The time stamp is a little bit tougher. MediaWiki stores time stamps as a 14-digit number in YYYYMMDDHHMMSS format, always in UTC time. In Perl (in which almost all my crons are coded) this is easy enough to break apart and turn into a UNIX time stamp. I then output the date in W3C ISO 8601 format as required by the schema. A sample of a resulting entry would be:
<url> <loc>http://www.gpf-comics.com/wiki/Nick</loc> <lastmod>2008-08-22T06:00:07Z</lastmod> <changefreq>monthly</changefreq> <priority>0.3</priority> </url>
Change frequency and priority are purely guesses and fudges for mine. According to the sitemap specification, priorities are purely relative to other parts of the site. I rated the wiki pages as relatively low since the wiki at GPF is considered a “supporting” page and subordinate to things like the archive.
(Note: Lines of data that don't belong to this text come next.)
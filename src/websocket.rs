//! WebSocket server handler

use axum::{
    extract::{
        ws::{Message, WebSocket, WebSocketUpgrade},
        State,
    },
    response::IntoResponse,
};
use chrono::{DateTime, Utc};
use futures::{SinkExt, StreamExt};
use serde::{Deserialize, Serialize};
use std::sync::Arc;
use tokio::sync::broadcast;
use uuid::Uuid;

use crate::error::AppError;
use crate::models::{Assignment, Participant};
use crate::store::{Change, Outcome};
use crate::AppState;

/// WebSocket handler
pub async fn handler(
    ws: WebSocketUpgrade,
    State(state): State<Arc<AppState>>,
) -> impl IntoResponse {
    ws.on_upgrade(move |socket| handle_socket(socket, state))
}

async fn handle_socket(socket: WebSocket, state: Arc<AppState>) {
    let connection_id = Uuid::new_v4();
    let (mut sender, mut receiver) = socket.split();
    let mut events = state.store.subscribe();

    tracing::debug!(%connection_id, "client connected");

    loop {
        tokio::select! {
            msg = receiver.next() => {
                let Some(msg) = msg else { break };
                let msg = match msg {
                    Ok(Message::Text(text)) => text,
                    Ok(Message::Close(_)) => break,
                    Ok(_) => continue,
                    Err(e) => {
                        tracing::error!("WebSocket error: {}", e);
                        break;
                    }
                };

                let reply = match serde_json::from_str::<ClientMessage>(&msg) {
                    Ok(client_msg) => handle_message(&state, connection_id, client_msg).await,
                    Err(e) => ServerMessage::Error {
                        message: format!("Invalid message: {}", e),
                    },
                };

                if let Err(e) = send_message(&mut sender, &reply).await {
                    tracing::error!("Failed to send reply: {}", e);
                    break;
                }
            }
            event = events.recv() => {
                let outgoing = match event {
                    // The originating connection already has the direct reply
                    Ok(event) if event.source == Some(connection_id) => continue,
                    Ok(event) => vec![ServerMessage::SessionChanged {
                        change: event.change,
                    }],
                    Err(broadcast::error::RecvError::Lagged(skipped)) => {
                        tracing::warn!(%connection_id, skipped, "client lagged, resending state");
                        resync(&state).await
                    }
                    Err(broadcast::error::RecvError::Closed) => break,
                };

                let mut failed = false;
                for msg in &outgoing {
                    if let Err(e) = send_message(&mut sender, msg).await {
                        tracing::error!("Failed to forward change: {}", e);
                        failed = true;
                        break;
                    }
                }
                if failed {
                    break;
                }
            }
        }
    }

    tracing::debug!(%connection_id, "client disconnected");
}

/// Full state for a client that missed changes
async fn resync(state: &AppState) -> Vec<ServerMessage> {
    let (participants, draw) = state.store.snapshot().await;
    vec![
        ServerMessage::Participants { participants },
        ServerMessage::Assignments {
            assignments: draw.assignments,
            drawn_at: draw.drawn_at,
        },
    ]
}

/// Serialize a reply into a text frame.
///
/// A message that fails to serialize is logged and dropped; the connection
/// stays open.
fn encode(msg: &ServerMessage) -> Option<Message> {
    match serde_json::to_string(msg) {
        Ok(json) => Some(Message::Text(json)),
        Err(e) => {
            tracing::error!("Failed to serialize reply: {}", e);
            None
        }
    }
}

/// Send one message; only a failed write is reported as an error
async fn send_message(
    sender: &mut futures::stream::SplitSink<WebSocket, Message>,
    msg: &ServerMessage,
) -> crate::error::Result<()> {
    let Some(frame) = encode(msg) else {
        return Ok(());
    };
    sender
        .send(frame)
        .await
        .map_err(|e| AppError::Internal(e.to_string()))
}

/// Apply one client message to the store and build the reply.
///
/// `source` identifies the connection so that its own changes are not
/// echoed back to it as broadcasts.
pub async fn handle_message(state: &AppState, source: Uuid, msg: ClientMessage) -> ServerMessage {
    match msg {
        ClientMessage::AddParticipant { name, email } => {
            match state.store.add_participant(Some(source), &name, &email).await {
                Outcome::Applied(participant) => ServerMessage::ParticipantAdded { participant },
                Outcome::Unchanged(participants) => ServerMessage::Participants { participants },
            }
        }
        ClientMessage::RemoveParticipant { participant_id } => {
            match state.store.remove_participant(Some(source), participant_id).await {
                Outcome::Applied(removal) => ServerMessage::ParticipantRemoved {
                    participant_id,
                    invalidated: removal.invalidated,
                },
                Outcome::Unchanged(participants) => ServerMessage::Participants { participants },
            }
        }
        ClientMessage::ListParticipants => ServerMessage::Participants {
            participants: state.store.list_participants().await,
        },
        ClientMessage::Assign => match state.store.assign(Some(source)).await {
            Ok(draw) => ServerMessage::Assigned {
                assignments: draw.assignments,
                drawn_at: draw.drawn_at,
            },
            Err(e) => ServerMessage::Error {
                message: e.to_string(),
            },
        },
        ClientMessage::GetAssignments => {
            let draw = state.store.draw().await;
            ServerMessage::Assignments {
                assignments: draw.assignments,
                drawn_at: draw.drawn_at,
            }
        }
        ClientMessage::LookupReceiver { giver_id } => ServerMessage::Receiver {
            giver_id,
            receiver: state.store.lookup_receiver(giver_id).await,
        },
    }
}

/// Messages from client to server
#[derive(Debug, Deserialize)]
#[serde(tag = "type", rename_all = "snake_case")]
pub enum ClientMessage {
    /// Register a participant
    AddParticipant { name: String, email: String },
    /// Remove a participant and any assignment naming them
    RemoveParticipant { participant_id: Uuid },
    /// List participants in insertion order
    ListParticipants,
    /// Draw a fresh set of assignments
    Assign,
    /// Fetch the current assignment set
    GetAssignments,
    /// Resolve a giver's recipient
    LookupReceiver { giver_id: Uuid },
}

/// Messages from server to client
#[derive(Debug, Clone, Serialize)]
#[serde(tag = "type", rename_all = "snake_case")]
pub enum ServerMessage {
    /// Participant was registered
    ParticipantAdded { participant: Participant },
    /// Participant was removed, along with the records that named them
    ParticipantRemoved {
        participant_id: Uuid,
        invalidated: Vec<Assignment>,
    },
    /// Current participant list
    Participants { participants: Vec<Participant> },
    /// A new draw replaced the assignment set
    Assigned {
        assignments: Vec<Assignment>,
        drawn_at: Option<DateTime<Utc>>,
    },
    /// Current assignment set
    Assignments {
        assignments: Vec<Assignment>,
        drawn_at: Option<DateTime<Utc>>,
    },
    /// Recipient for a giver, if any
    Receiver {
        giver_id: Uuid,
        receiver: Option<Participant>,
    },
    /// A change made by another connection
    SessionChanged { change: Change },
    /// Error occurred
    Error { message: String },
}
As for change frequency, the sitemap specification includes a number of predefined choices (hourly, daily, weekly, monthly, etc.). Monthly was a purely off-the-cuff guess; some pages may update more or less frequently, but monthly would be a good average. It is entirely possible to rate select pages as higher priority or frequency than others, but I decided to take the easy route and rate everything the same. To apply different values, you just need to pay special attention to the title and assign a non-default value when that title crops up.
Well, I hope someone out there might find this helpful. I’m not sure if it really helps anyone find anything at GPF, but it was a fun little exercise nonetheless.